Mulch is one of the easiest ways to keep soil temperatures cooler and moisture levels up. Plus mulch cuts down on the weeding. Great mulch options include grass clippings, straw, hay, or old leaves all of which can be combined with cardboard or newspaper.

Water your garden consistently.

Your watering schedule will obviously be unique to your garden but you sould work hard to maintain moist soil conditions. Waiting for plants to start wilting before you realize it’s time to water harms your plants’ health and reduces your harvest.

Water at the right times.

Watering consistently is half the battle but you should also try to water at the best times of day. The early morning and evening are the best times to water. Less water is wasted waisted to evaporation because it has a chance to soak into the soil before it’s exposed to the mid-day sun and heat.

Practice interplanting.

Growing vining plants like watermelons, cucumbers, gourds, squashes, sweet potatoes, and nasturiums under taller plants like corn, sorghum, and sunflowers can help you make the most of your space and keep the soil cool. The vining plants will shade the soil, block weeds, and hold moisture once they’re mature enough.

Check out our The Three Sisters Garden Guide.

Build a shade trellis.

Create a trellis for climbling plants like cucumbers or runner beans and then plant a cool weather loving crop in the shade they create. These trellises are often set up so they’re slanted to provide maximum shade.

Learn more about trellising from Vertical Gardening: The Beginners Guide to Trellising Plants.

Use intensive planting. 

Intensive planting is a principle of biointensive gardening. Plants are grown in beds, not rows and are often planted hexagonally. This style of planting maximizes space. Mature plants may touch leaves but still have plenty of room for their roots. They shade the soil reducing moisture loss and blocking weeds.

Note: planting intensively will work best with healthy soils as you’ll be growing more plants on less space.

Transplant at the right times.

If you’re transplanting crops into your garden it’s best to avoid the heat and sun as much as possible, for your sake and the plant’s!
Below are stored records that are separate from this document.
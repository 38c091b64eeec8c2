// Query executor trait for the external query and entity-search backend
use async_trait::async_trait;
use serde::Serialize;

/// One result row: output alias or facet attribute to value.
pub type RawRow = serde_json::Map<String, serde_json::Value>;

/// Entity search over `domain` and `type`, optionally narrowed to names.
#[derive(Debug, Clone, PartialEq)]
pub struct EntitySearchQuery {
    pub domains: Vec<String>,
    pub entity_type: String,
    pub names: Vec<String>,
}

impl EntitySearchQuery {
    pub fn infra(entity_type: &str) -> Self {
        Self {
            domains: vec!["INFRA".to_string()],
            entity_type: entity_type.to_string(),
            names: Vec::new(),
        }
    }

    /// Textual predicate, e.g. `domain IN ('INFRA') AND type = 'AWSMSKCLUSTER'`.
    pub fn predicate(&self) -> String {
        use crate::infrastructure::nrql::string_literal;

        let domains: Vec<String> = self.domains.iter().map(|d| string_literal(d)).collect();
        let mut predicate = format!(
            "domain IN ({}) AND type = {}",
            domains.join(", "),
            string_literal(&self.entity_type)
        );
        if !self.names.is_empty() {
            let names: Vec<String> = self.names.iter().map(|n| string_literal(n)).collect();
            predicate.push_str(&format!(" AND name IN ({})", names.join(", ")));
        }
        predicate
    }
}

#[derive(Debug, Clone, PartialEq, Serialize)]
#[serde(rename_all = "camelCase")]
pub struct FacetCount {
    pub facet: String,
    pub count: u64,
}

#[derive(Debug, Clone, Default, PartialEq, Serialize)]
#[serde(rename_all = "camelCase")]
pub struct EntitySearchResult {
    /// Distinct account ids owning at least one matching entity, ascending.
    pub accounts: Vec<u64>,
    pub counts: Vec<FacetCount>,
}

#[async_trait]
pub trait QueryExecutor: Send + Sync {
    /// Run an NRQL query across the given accounts.
    async fn execute(&self, nrql: &str, accounts: &[u64]) -> anyhow::Result<Vec<RawRow>>;

    /// Find entities matching the search predicate
    async fn search_entities(&self, query: &EntitySearchQuery) -> anyhow::Result<EntitySearchResult>;
}

#[cfg(test)]
mod tests {
    use super::*;

    #[test]
    fn test_entity_search_predicate() {
        let mut query = EntitySearchQuery::infra("ONHOSTKAFKACLUSTER");
        assert_eq!(query.predicate(), "domain IN ('INFRA') AND type = 'ONHOSTKAFKACLUSTER'");

        query.names = vec!["prod".to_string(), "stage".to_string()];
        assert_eq!(
            query.predicate(),
            "domain IN ('INFRA') AND type = 'ONHOSTKAFKACLUSTER' AND name IN ('prod', 'stage')"
        );
    }
}
// HTTP request handlers
use crate::application::account_service::ProviderAccounts;
use crate::application::overview_service::OverviewRequest;
use crate::domain::provider::{EntityType, ProviderId};
use crate::domain::table::{AssembledTable, ProviderErrorFlag};
use crate::error::Result;
use crate::presentation::app_state::AppState;
use axum::{
    Json,
    extract::{Query, State},
};
use serde::{Deserialize, Serialize};
use std::sync::Arc;

#[derive(Deserialize)]
pub struct AccountsQuery {
    pub provider: Option<String>,
}

#[derive(Debug, Serialize)]
#[serde(rename_all = "camelCase")]
pub struct ProviderSummary {
    pub id: ProviderId,
    pub display_name: &'static str,
    pub uses_metric_stream: bool,
    pub entity_types: Vec<EntityType>,
}

#[derive(Debug, Serialize)]
#[serde(rename_all = "camelCase")]
pub struct AccountsResponse {
    pub providers: Vec<ProviderAccounts>,
    pub provider_errors: Vec<ProviderErrorFlag>,
}

/// Health check endpoint
pub async fn health_check() -> &'static str {
    "ok"
}

/// Enabled providers and the entity types each one reports
pub async fn list_providers(State(state): State<Arc<AppState>>) -> Result<Json<Vec<ProviderSummary>>> {
    let mut summaries = Vec::new();
    for id in state.registry.provider_ids() {
        let descriptor = state.registry.describe(id)?;
        let mut entity_types: Vec<EntityType> = descriptor.event_types.keys().copied().collect();
        entity_types.sort();

        summaries.push(ProviderSummary {
            id,
            display_name: id.display_name(),
            uses_metric_stream: descriptor.uses_metric_stream,
            entity_types,
        });
    }
    Ok(Json(summaries))
}

/// Accounts reporting Kafka entities, for one provider or all of them
pub async fn list_accounts(
    Query(query): Query<AccountsQuery>,
    State(state): State<Arc<AppState>>,
) -> Result<Json<AccountsResponse>> {
    if let Some(provider) = query.provider {
        let provider: ProviderId = provider.parse()?;
        let accounts = state.account_service.discover(provider).await?;
        return Ok(Json(AccountsResponse {
            providers: vec![accounts],
            provider_errors: Vec::new(),
        }));
    }

    let mut response = AccountsResponse {
        providers: Vec::new(),
        provider_errors: Vec::new(),
    };
    for (provider_id, result) in state
        .registry
        .provider_ids()
        .into_iter()
        .zip(state.account_service.discover_all().await)
    {
        match result {
            Ok(accounts) => response.providers.push(accounts),
            Err(e) => {
                tracing::warn!("Account discovery failed for {}: {}", provider_id, e);
                response.provider_errors.push(ProviderErrorFlag {
                    provider_id,
                    message: e.to_string(),
                });
            }
        }
    }
    Ok(Json(response))
}

/// Multi-provider overview table
pub async fn load_overview(
    State(state): State<Arc<AppState>>,
    Json(request): Json<OverviewRequest>,
) -> Result<Json<AssembledTable>> {
    let table = state.overview_service.load(request).await?;
    Ok(Json(table))
}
Transplant in the early morning, late evening, or on a cloudy day for best results. The plants will suffer less transplant shock that way.

Catch rainwater around your plants. 

For transplants dig your hole a little extra deep and create a basin around each plant that extends outwards a little beyond the edges of the plant’s crown to funnel rainwater towards the roots.

For planting seeds dig your trench slightly deeper than necessary so that rainwater stills runs down into it even after you’ve covered your seeds.

If you’re feeling really productive go ahead and install some rain barrels on your gutters too!

Choose crops wisely.

Early Moonbeam Watermelon

If you live in an area with hot summer temperatures it’s a good time to start direct seeding crops that can handle the heat. These include plants like watermelon, okra, roselle, lima beans, and southern peas.

Learn about Direct Sowing Roselle.

Practice good soil and crop management. 

Whenever gardening you should be thinking about keeping your soil and therefore your plants healthy. Doing maintanence work like crop rotation, cover cropping, and applying compost will keep your soil and plants healthy. Well nourished, disease free plants will tolerate the stress of hot weather much better than those already struggling.

Gardening is never easy but hot weather can be especially tough on you and your plants. Follow these tips for a healthy and productive garden even in hot, dry weather.